§ **Input records**:
BEGIN
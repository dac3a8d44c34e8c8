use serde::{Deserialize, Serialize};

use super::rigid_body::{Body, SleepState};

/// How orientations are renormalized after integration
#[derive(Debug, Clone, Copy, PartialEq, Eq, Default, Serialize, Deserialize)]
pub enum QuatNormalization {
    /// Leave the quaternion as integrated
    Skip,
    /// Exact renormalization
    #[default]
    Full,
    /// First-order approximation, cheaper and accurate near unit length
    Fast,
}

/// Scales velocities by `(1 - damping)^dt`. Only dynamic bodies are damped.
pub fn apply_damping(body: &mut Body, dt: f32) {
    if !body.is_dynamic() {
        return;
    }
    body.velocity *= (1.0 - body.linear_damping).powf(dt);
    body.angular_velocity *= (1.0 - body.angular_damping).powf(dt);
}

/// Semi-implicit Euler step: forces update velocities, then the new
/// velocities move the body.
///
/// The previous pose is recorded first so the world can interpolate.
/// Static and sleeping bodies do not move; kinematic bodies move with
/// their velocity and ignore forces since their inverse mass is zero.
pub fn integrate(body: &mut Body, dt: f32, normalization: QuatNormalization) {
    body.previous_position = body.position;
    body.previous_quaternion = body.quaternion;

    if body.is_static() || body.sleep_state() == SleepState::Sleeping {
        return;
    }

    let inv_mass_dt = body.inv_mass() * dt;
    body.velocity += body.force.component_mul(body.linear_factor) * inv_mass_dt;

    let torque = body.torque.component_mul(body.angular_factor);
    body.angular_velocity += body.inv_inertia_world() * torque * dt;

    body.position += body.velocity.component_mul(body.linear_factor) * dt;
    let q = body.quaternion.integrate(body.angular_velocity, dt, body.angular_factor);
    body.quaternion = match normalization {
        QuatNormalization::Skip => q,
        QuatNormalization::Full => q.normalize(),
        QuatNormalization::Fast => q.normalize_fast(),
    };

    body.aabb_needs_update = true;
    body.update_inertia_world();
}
END
§ **Task statement**:
Quote each line of the data above exactly as written.

§ **Written answer**:
repository dac3a8d44c34e8c8
use serde::{Deserialize, Serialize};

use super::rigid_body::{Body, SleepState};

/// How orientations are renormalized after integration
#[derive(Debug, Clone, Copy, PartialEq, Eq, Default, Serialize, Deserialize)]
pub enum QuatNormalization {
    /// Leave the quaternion as integrated
    Skip,
    /// Exact renormalization
    #[default]
    Full,
    /// First-order approximation, cheaper and accurate near unit length
    Fast,
}

/// Scales velocities by `(1 - damping)^dt`. Only dynamic bodies are damped.
pub fn apply_damping(body: &mut Body, dt: f32) {
    if !body.is_dynamic() {
        return;
    }
    body.velocity *= (1.0 - body.linear_damping).powf(dt);
    body.angular_velocity *= (1.0 - body.angular_damping).powf(dt);
}

/// Semi-implicit Euler step: forces update velocities, then the new
/// velocities move the body.
///
/// The previous pose is recorded first so the world can interpolate.
/// Static and sleeping bodies do not move; kinematic bodies move with
/// their velocity and ignore forces since their inverse mass is zero.
pub fn integrate(body: &mut Body, dt: f32, normalization: QuatNormalization) {
    body.previous_position = body.position;
    body.previous_quaternion = body.quaternion;

    if body.is_static() || body.sleep_state() == SleepState::Sleeping {
        return;
    }

    let inv_mass_dt = body.inv_mass() * dt;
    body.velocity += body.force.component_mul(body.linear_factor) * inv_mass_dt;

    let torque = body.torque.component_mul(body.angular_factor);
    body.angular_velocity += body.inv_inertia_world() * torque * dt;

    body.position += body.velocity.component_mul(body.linear_factor) * dt;
    let q = body.quaternion.integrate(body.angular_velocity, dt, body.angular_factor);
    body.quaternion = match normalization {
        QuatNormalization::Skip => q,
        QuatNormalization::Full => q.normalize(),
        QuatNormalization::Fast => q.normalize_fast(),
    };

    body.aabb_needs_update = true;
    body.update_inertia_world();
}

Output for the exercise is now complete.